# TASK DIRECTIONS
Set the data down again so that every line matches exactly.

BEGIN

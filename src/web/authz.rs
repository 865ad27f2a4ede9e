//! Authentication and ownership gate.
//!
//! Two-stage pre-request middleware. Stage one resolves the principal from
//! the login cookie (or the anonymous sentinel when authentication is
//! disabled). Stage two enforces per-session ownership for any path that
//! names a session. The WebSocket attach path is exempt: it performs the
//! same checks itself so refusals arrive as close codes the browser's
//! WebSocket API can observe.

use crate::env;
use crate::web::AppState;
use crate::web::error::ApiError;
use axum::extract::{Request, State};
use axum::http::{HeaderMap, Method, header};
use axum::middleware::Next;
use axum::response::{IntoResponse, Redirect, Response};

/// Resolved request principal, inserted as a request extension.
#[derive(Debug, Clone)]
pub struct Principal(pub String);

/// Extract the login cookie value from request headers.
pub fn session_cookie(headers: &HeaderMap) -> Option<String> {
    let raw = headers.get(header::COOKIE)?.to_str().ok()?;
    raw.split(';').find_map(|pair| {
        let (name, value) = pair.trim().split_once('=')?;
        (name == env::SESSION_COOKIE).then(|| value.to_string())
    })
}

/// Resolve the principal for a request, or None when authentication is
/// required and missing.
pub fn resolve_principal(state: &AppState, headers: &HeaderMap) -> Option<String> {
    if !state.auth.is_enabled() {
        return Some(env::ANONYMOUS_PRINCIPAL.to_string());
    }
    let token = session_cookie(headers)?;
    state.auth.validate(&token)
}

/// Accept `next` redirect targets only when they are same-origin relative
/// paths: begin with `/`, not `//`, no scheme or host smuggling.
pub fn sanitize_next(raw: &str) -> Option<&str> {
    if raw.starts_with('/') && !raw.starts_with("//") && !raw.starts_with("/\\") {
        Some(raw)
    } else {
        None
    }
}

/// Client address for rate limiting: first `X-Forwarded-For` element when
/// the reverse proxy supplies one, else the direct peer.
pub fn client_address(headers: &HeaderMap, peer: &str) -> String {
    headers
        .get("x-forwarded-for")
        .and_then(|v| v.to_str().ok())
        .and_then(|v| v.split(',').next())
        .map(|v| v.trim().to_string())
        .filter(|v| !v.is_empty())
        .unwrap_or_else(|| peer.to_string())
}

fn is_upgrade_request(headers: &HeaderMap) -> bool {
    headers
        .get(header::UPGRADE)
        .and_then(|v| v.to_str().ok())
        .map(|v| v.eq_ignore_ascii_case("websocket"))
        .unwrap_or(false)
}

/// Paths that bypass both stages.
fn is_public_path(path: &str) -> bool {
    path == "/login" || path == "/logout" || path.starts_with("/static/")
}

/// Session id named by the path, if any: `/session/{sid}/...` (but not
/// `/session/new`) and `/terminal/{sid}/...`.
fn session_id_in_path(path: &str) -> Option<&str> {
    let mut segments = path.split('/').filter(|s| !s.is_empty());
    match segments.next()? {
        "session" => {
            let sid = segments.next()?;
            (sid != "new").then_some(sid)
        }
        "terminal" => segments.next(),
        _ => None,
    }
}

/// The gate middleware.
pub async fn gate(State(state): State<AppState>, mut request: Request, next: Next) -> Response {
    let path = request.uri().path().to_string();

    if is_public_path(&path) {
        return next.run(request).await;
    }

    // The socket attach closes with its own status codes after the upgrade.
    if path.starts_with("/terminal/") && path.ends_with("/ws") {
        return next.run(request).await;
    }

    // Stage 1: authentication. Upgrade requests get a plain 401; regular
    // requests are sent to the login form.
    let Some(principal) = resolve_principal(&state, request.headers()) else {
        if is_upgrade_request(request.headers()) {
            return ApiError::Unauthenticated.into_response();
        }
        let target = sanitize_next(&path).unwrap_or("/");
        return Redirect::to(&format!("/login?next={target}")).into_response();
    };

    // Stage 2: ownership, for paths that name a session.
    if let Some(sid) = session_id_in_path(&path) {
        match state.manager.owners().get(sid).await {
            Some(owner) if owner == principal => {}
            Some(_) => return ApiError::Forbidden.into_response(),
            // A missing row refuses access without revealing anything,
            // except for DELETE where idempotent teardown of orphaned rows
            // is allowed for the requester.
            None if request.method() == Method::DELETE => {}
            None => return ApiError::NotFound.into_response(),
        }
    }

    request.extensions_mut().insert(Principal(principal));
    next.run(request).await
}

END

# OUTPUT FOR THIS TASK
filename src/web/authz.rs
repository 865ad27f2a4ede9e
//! Authentication and ownership gate.
//!
//! Two-stage pre-request middleware. Stage one resolves the principal from
//! the login cookie (or the anonymous sentinel when authentication is
//! disabled). Stage two enforces per-session ownership for any path that
//! names a session. The WebSocket attach path is exempt: it performs the
//! same checks itself so refusals arrive as close codes the browser's
//! WebSocket API can observe.

use crate::env;
use crate::web::AppState;
use crate::web::error::ApiError;
use axum::extract::{Request, State};
use axum::http::{HeaderMap, Method, header};
use axum::middleware::Next;
use axum::response::{IntoResponse, Redirect, Response};

/// Resolved request principal, inserted as a request extension.
#[derive(Debug, Clone)]
pub struct Principal(pub String);

/// Extract the login cookie value from request headers.
pub fn session_cookie(headers: &HeaderMap) -> Option<String> {
    let raw = headers.get(header::COOKIE)?.to_str().ok()?;
    raw.split(';').find_map(|pair| {
        let (name, value) = pair.trim().split_once('=')?;
        (name == env::SESSION_COOKIE).then(|| value.to_string())
    })
}

/// Resolve the principal for a request, or None when authentication is
/// required and missing.
pub fn resolve_principal(state: &AppState, headers: &HeaderMap) -> Option<String> {
    if !state.auth.is_enabled() {
        return Some(env::ANONYMOUS_PRINCIPAL.to_string());
    }
    let token = session_cookie(headers)?;
    state.auth.validate(&token)
}

/// Accept `next` redirect targets only when they are same-origin relative
/// paths: begin with `/`, not `//`, no scheme or host smuggling.
pub fn sanitize_next(raw: &str) -> Option<&str> {
    if raw.starts_with('/') && !raw.starts_with("//") && !raw.starts_with("/\\") {
        Some(raw)
    } else {
        None
    }
}

/// Client address for rate limiting: first `X-Forwarded-For` element when
/// the reverse proxy supplies one, else the direct peer.
pub fn client_address(headers: &HeaderMap, peer: &str) -> String {
    headers
        .get("x-forwarded-for")
        .and_then(|v| v.to_str().ok())
        .and_then(|v| v.split(',').next())
        .map(|v| v.trim().to_string())
        .filter(|v| !v.is_empty())
        .unwrap_or_else(|| peer.to_string())
}

fn is_upgrade_request(headers: &HeaderMap) -> bool {
    headers
        .get(header::UPGRADE)
        .and_then(|v| v.to_str().ok())
        .map(|v| v.eq_ignore_ascii_case("websocket"))
        .unwrap_or(false)
}

/// Paths that bypass both stages.
fn is_public_path(path: &str) -> bool {
    path == "/login" || path == "/logout" || path.starts_with("/static/")
}

/// Session id named by the path, if any: `/session/{sid}/...` (but not
/// `/session/new`) and `/terminal/{sid}/...`.
fn session_id_in_path(path: &str) -> Option<&str> {
    let mut segments = path.split('/').filter(|s| !s.is_empty());
    match segments.next()? {
        "session" => {
            let sid = segments.next()?;
            (sid != "new").then_some(sid)
        }
        "terminal" => segments.next(),
        _ => None,
    }
}

/// The gate middleware.
pub async fn gate(State(state): State<AppState>, mut request: Request, next: Next) -> Response {
    let path = request.uri().path().to_string();

    if is_public_path(&path) {
        return next.run(request).await;
    }

    // The socket attach closes with its own status codes after the upgrade.
    if path.starts_with("/terminal/") && path.ends_with("/ws") {
        return next.run(request).await;
    }

    // Stage 1: authentication. Upgrade requests get a plain 401; regular
    // requests are sent to the login form.
    let Some(principal) = resolve_principal(&state, request.headers()) else {
        if is_upgrade_request(request.headers()) {
            return ApiError::Unauthenticated.into_response();
        }
        let target = sanitize_next(&path).unwrap_or("/");
        return Redirect::to(&format!("/login?next={target}")).into_response();
    };

    // Stage 2: ownership, for paths that name a session.
    if let Some(sid) = session_id_in_path(&path) {
        match state.manager.owners().get(sid).await {
            Some(owner) if owner == principal => {}
            Some(_) => return ApiError::Forbidden.into_response(),
            // A missing row refuses access without revealing anything,
            // except for DELETE where idempotent teardown of orphaned rows
            // is allowed for the requester.
            None if request.method() == Method::DELETE => {}
            None => return ApiError::NotFound.into_response(),
        }
    }

    request.extensions_mut().insert(Principal(principal));
    next.run(request).await
}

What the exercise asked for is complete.